“Aye, I was coming back,” Agnar said, “but someone beat me to it.” He smiled. “We cannot choose our kin, but us…” He waved a hand at the warriors around him, going about the task of setting camp and tending to the wounded and horses. “These are my kin, closer than blood. My sword-brothers, my shield-sisters. I would give my life for them, and I think they would give their lives for me.”
“We would,” Elvar said. “I would.”
Agnar grinned at that and nodded his head.
They sat in silence a while as Elvar continued to check all of Grend’s bandages and wounds.
“You have never spoken of your kin,” Elvar eventually said.
Agnar stared into nowhere, the silence stretching so that Elvar thought he was not going to answer her. Then he sighed.
“There is nothing to tell. My mother died of the wasting disease when I was ten winters old. My father sold me as a thrall when I was eleven, because the crops had blighted, and he needed food for the winter.” A twist of his mouth, part grimace, part smile. “Or he tried to sell me. I put a wood-axe between the eyes of the slaver trying to buy me and ran.” He laughed, though there was little humour in it. “I ran a long time, until I forged a new family around me; one that I can trust.”
He squeezed her hand, then stood up.
“Are we moving out, soon?”
“No. We will rest, lick our wounds, sleep.” He looked up at the sky, bright with sunlight, a few thin clouds translucent as silk. “No point waiting for dark in this perpetual day. We will march when we are rested, stop when we are tired.” He looked down at Grend.
“He will wake soon,” he said, and walked away.
Elvar sat beside Grend and ate the pickled herring and cabbage that Agnar had brought her. There was still heat in the ground, not as hot as the camp beside the Isbrún Bridge, but they had made half a day’s march from the molten river of the vaesen pit and were now camped alongside a stream, on the edge of woodland and hills. Alder grew close as well as birch and elm.
The Dark-of-Moon Hills, Elvar thought as she stared at them. I have heard of them sung about by skálds in my father’s mead hall. Never did I think I would be looking at them, one sleep away from walking among them. Despite the fatigue in her bones and her distress over Grend, she felt that familiar flicker of excitement. To walk in the land of the gods…
There was a groan and Grend stirred. Elvar jumped and kneeled over him, stroking his scratched face. His eyelids fluttered open, stared at her, unfocused. Then he saw her.
“Following you into the Battle-Plain,” he breathed, “may not have been the wisest of decisions.”

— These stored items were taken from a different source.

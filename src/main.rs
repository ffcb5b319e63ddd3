// SPDX-License-Identifier: GPL-3.0-only

use clap::{Parser, Subcommand};
use picam::backends::camera::CameraBackendType;
use picam::config::Config;
use std::path::PathBuf;

mod cli;

#[derive(Parser)]
#[command(name = "picam")]
#[command(about = "Controller for the Raspberry Pi camera module")]
#[command(version)]
struct Cli {
    /// Config file path (JSON)
    #[arg(short, long)]
    config: Option<PathBuf>,

    /// Camera backend: v4l2 or virtual
    #[arg(short, long)]
    backend: Option<CameraBackendType>,

    /// V4L2 device node
    #[arg(short, long)]
    device: Option<String>,

    #[command(subcommand)]
    command: Commands,
}

#[derive(Subcommand)]
enum Commands {
    /// Print the setting registry
    Settings,

    /// Take a photo
    Photo {
        /// Output directory (default: the configured images directory)
        #[arg(short, long)]
        output: Option<PathBuf>,

        /// Seconds to wait before the capture
        #[arg(long, default_value = "0")]
        delay: u64,
    },

    /// Run the live preview and report the frame rate
    Preview {
        /// How long to run, in seconds
        #[arg(short, long, default_value = "10")]
        duration: u64,
    },

    /// List presets
    Presets {
        /// Presets directory (default: the configured one)
        #[arg(short, long)]
        dir: Option<PathBuf>,
    },
}

fn main() -> Result<(), Box<dyn std::error::Error>> {
    // Initialize logging
    // Set RUST_LOG environment variable to control log level
    // Examples: RUST_LOG=debug, RUST_LOG=picam=debug, RUST_LOG=info
    tracing_subscriber::fmt()
        .with_env_filter(
            tracing_subscriber::EnvFilter::try_from_default_env()
                .unwrap_or_else(|_| tracing_subscriber::EnvFilter::new("warn")),
        )
        .with_target(true)
        .with_level(true)
        .init();

    let args = Cli::parse();

    let mut config = match &args.config {
        Some(path) => Config::load(path),
        None => Config::default(),
    };
    if let Some(backend) = args.backend {
        config.backend = backend;
    }
    if let Some(device) = args.device {
        config.device_path = device;
    }

    match args.command {
        Commands::Settings => cli::list_settings(),
        Commands::Photo { output, delay } => cli::take_photo(&config, output, delay),
        Commands::Preview { duration } => cli::run_preview(&config, duration),
        Commands::Presets { dir } => cli::list_presets(&config, dir),
    }
}
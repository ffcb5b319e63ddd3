// SPDX-License-Identifier: GPL-3.0-only

//! Shared types for camera backends

use crate::errors::{CameraError, Result};
use serde::{Deserialize, Serialize};
use std::fmt;
use std::path::Path;
use std::sync::Arc;
use std::time::Instant;

/// Capture resolution in pixels
#[derive(Debug, Clone, Copy, PartialEq, Eq, Hash, Serialize, Deserialize)]
pub struct Resolution {
    pub width: u32,
    pub height: u32,
}

impl fmt::Display for Resolution {
    fn fmt(&self, f: &mut fmt::Formatter<'_>) -> fmt::Result {
        write!(f, "{}x{}", self.width, self.height)
    }
}

/// Framerate as a fraction (numerator/denominator)
///
/// Stores the exact rate so long exposures map to precise fractional
/// framerates (a 125000 µs exposure needs exactly 8 fps, a 333333 µs
/// one needs 1000000/333333).
#[derive(Debug, Clone, Copy, PartialEq, Eq, Hash, Serialize, Deserialize)]
pub struct Framerate {
    pub num: u32,
    pub denom: u32,
}

impl Framerate {
    /// Create a new framerate from numerator and denominator, reduced
    pub fn new(num: u32, denom: u32) -> Self {
        let denom = if denom == 0 { 1 } else { denom };
        let g = gcd(num.max(1), denom);
        Self {
            num: num / g,
            denom: denom / g,
        }
    }

    /// Create a framerate from an integer (e.g., 30 becomes 30/1)
    pub fn from_int(fps: u32) -> Self {
        Self { num: fps, denom: 1 }
    }

    /// The fastest framerate a given exposure time allows:
    /// exactly 1_000_000/micros as a reduced fraction
    pub fn from_exposure_micros(micros: u64) -> Self {
        let micros = micros.max(1).min(u64::from(u32::MAX)) as u32;
        Self::new(1_000_000, micros)
    }

    /// Time budget of one frame in microseconds
    pub fn frame_micros(&self) -> u64 {
        if self.num == 0 {
            return u64::MAX;
        }
        1_000_000 * u64::from(self.denom) / u64::from(self.num)
    }

    /// Get the framerate as a floating point value
    pub fn as_f64(&self) -> f64 {
        f64::from(self.num) / f64::from(self.denom)
    }
}

impl fmt::Display for Framerate {
    fn fmt(&self, f: &mut fmt::Formatter<'_>) -> fmt::Result {
        if self.denom == 1 {
            write!(f, "{}", self.num)
        } else {
            write!(f, "{}/{}", self.num, self.denom)
        }
    }
}

impl Default for Framerate {
    fn default() -> Self {
        Self { num: 30, denom: 1 }
    }
}

fn gcd(mut a: u32, mut b: u32) -> u32 {
    while b != 0 {
        let t = b;
        b = a % b;
        a = t;
    }
    a.max(1)
}

/// Bytes per pixel of the canonical decoded form (RGB, no alpha)
pub const FRAME_CHANNELS: u32 = 3;

/// One captured image in canonical decoded form
///
/// Always tightly packed RGB8; produced by both the preview stream and
/// single-shot capture. The pixel data is reference counted so frames
/// can cross the producer/consumer boundary without copying.
#[derive(Debug, Clone)]
pub struct Frame {
    pub width: u32,
    pub height: u32,
    /// Tightly packed RGB8 pixel data, `width * height * FRAME_CHANNELS` bytes
    pub data: Arc<[u8]>,
    /// Monotonic frame sequence number within one stream
    pub sequence: u64,
    /// When the frame was captured (for latency diagnostics)
    pub captured_at: Instant,
}

impl Frame {
    /// Wrap raw RGB8 pixels as a frame
    pub fn from_rgb(width: u32, height: u32, data: Vec<u8>, sequence: u64) -> Self {
        debug_assert_eq!(data.len(), (width * height * FRAME_CHANNELS) as usize);
        Self {
            width,
            height,
            data: Arc::from(data.into_boxed_slice()),
            sequence,
            captured_at: Instant::now(),
        }
    }

    /// Load an image file as a frame (decoded to RGB8)
    pub fn from_file(path: &Path) -> Result<Self> {
        let img = image::open(path)
            .map_err(|e| CameraError::Storage(format!("{}: {}", path.display(), e)))?;
        let rgb = img.to_rgb8();
        let (width, height) = rgb.dimensions();
        Ok(Self::from_rgb(width, height, rgb.into_raw(), 0))
    }

    /// Encode the frame to a file; the format follows the extension
    pub fn save(&self, path: &Path) -> Result<()> {
        image::save_buffer(
            path,
            &self.data,
            self.width,
            self.height,
            image::ColorType::Rgb8,
        )
        .map_err(|e| CameraError::Storage(format!("{}: {}", path.display(), e)))
    }

    /// Boundary representation: raw pixel array plus shape/dtype metadata
    pub fn to_payload(&self) -> FramePayload {
        FramePayload {
            width: self.width,
            height: self.height,
            channels: FRAME_CHANNELS,
            dtype: "uint8".to_string(),
            data: self.data.to_vec(),
        }
    }
}

/// Raw pixel-array form of a frame as it crosses the remote boundary
///
/// This is the only wire shape the core authors: shape + dtype metadata
/// and the tightly packed pixel bytes.
#[derive(Debug, Clone, Serialize, Deserialize)]
pub struct FramePayload {
    pub width: u32,
    pub height: u32,
    pub channels: u32,
    pub dtype: String,
    pub data: Vec<u8>,
}

impl FramePayload {
    /// Reconstruct a frame from the boundary representation
    pub fn into_frame(self) -> Result<Frame> {
        if self.channels != FRAME_CHANNELS || self.dtype != "uint8" {
            return Err(CameraError::Storage(format!(
                "unsupported payload: {} channels, dtype {}",
                self.channels, self.dtype
            )));
        }
        let expected = (self.width * self.height * self.channels) as usize;
        if self.data.len() != expected {
            return Err(CameraError::Storage(format!(
                "payload size mismatch: {} bytes for {}x{}x{}",
                self.data.len(),
                self.width,
                self.height,
                self.channels
            )));
        }
        Ok(Frame::from_rgb(self.width, self.height, self.data, 0))
    }
}

#[cfg(test)]
mod tests {
    use super::*;

    #[test]
    fn test_framerate_reduction() {
        let rate = Framerate::new(60000, 1000);
        assert_eq!(rate, Framerate::from_int(60));
    }

    #[test]
    fn test_framerate_from_exposure() {
        // 1/8 s exposure allows exactly 8 fps
        assert_eq!(
            Framerate::from_exposure_micros(125_000),
            Framerate::from_int(8)
        );
        // non-integer rates stay exact fractions
        let rate = Framerate::from_exposure_micros(333_333);
        assert_eq!(rate.num, 1_000_000);
        assert_eq!(rate.denom, 333_333);
    }

    #[test]
    fn test_frame_budget() {
        assert_eq!(Framerate::from_int(30).frame_micros(), 33_333);
        assert_eq!(Framerate::from_int(8).frame_micros(), 125_000);
    }

    #[test]
    fn test_payload_round_trip() {
        let frame = Frame::from_rgb(2, 2, vec![0u8; 12], 7);
        let payload = frame.to_payload();
        assert_eq!(payload.dtype, "uint8");
        let back = payload.into_frame().unwrap();
        assert_eq!(back.width, 2);
        assert_eq!(back.data.len(), 12);
    }

    #[test]
    fn test_payload_rejects_bad_shape() {
        let payload = FramePayload {
            width: 2,
            height: 2,
            channels: 3,
            dtype: "uint8".into(),
            data: vec![0u8; 5],
        };
        assert!(payload.into_frame().is_err());
    }
}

“Wise? Of course it wasn’t wise,” Elvar said, her jaw aching from her sudden smile, tears spilling down her cheeks, dropping on to Grend’s face. She stroked his forehead. “I feared…” she whispered.
“Feared what?” Grend mumbled.
“A life without you in it,” Elvar said.
A smile softened Grend’s hard-cragged face. He reached out a hand and cupped Elvar’s cheek, strikingly gentle for this man of violence.
“Ha, it will take more than a few winged rats to rid yourself of me,” he said as his hand fell away.
“Good,” Elvar laughed.
“Thirsty,” Grend muttered.
Elvar unstoppered her water bottle and held his head up to pour a few sips into his mouth.
“I’ll be up in a moment,” Grend whispered, then closed his eyes and went to sleep.
Elvar leaned against him, smiling and eating her supper.
She heard footsteps as a warrior strode towards her. It was Sólín, two horns of ale in her hands. The grey-haired woman sat beside Elvar and offered her one of the horns.
“I owe you a blood-debt,” Sólín lisped, spit spraying from her mouth.
“Are you well?” Elvar asked as she put her bowl of skyr down and took the horn.
“Thothe little vaethen bathterds took thum of my teeth,” Sólín lisped, opening her mouth to show red, bloody gums, three of her front teeth torn out.
“A nasty business,” Elvar said.
“I am alive,” Sólín said with a shrug. “Bether to looth a few teeth than my life. And for that I have you to thank.”
“We are shield-sisters,” Elvar said. “There is nothing to thank. You would have done the same for me.”
“I would, I hope,” Sólín said, “though you do not know until you are in the battle-fray. That ith the time of telling, when a warrioth heart and boneth are truly known.” She looked at Elvar, a swirl of tattoos across one cheek and brow, and offered her arm in the warrior grip. “I thaw your warrior heart, your battle-thtrength, and am proud to call you thithter.”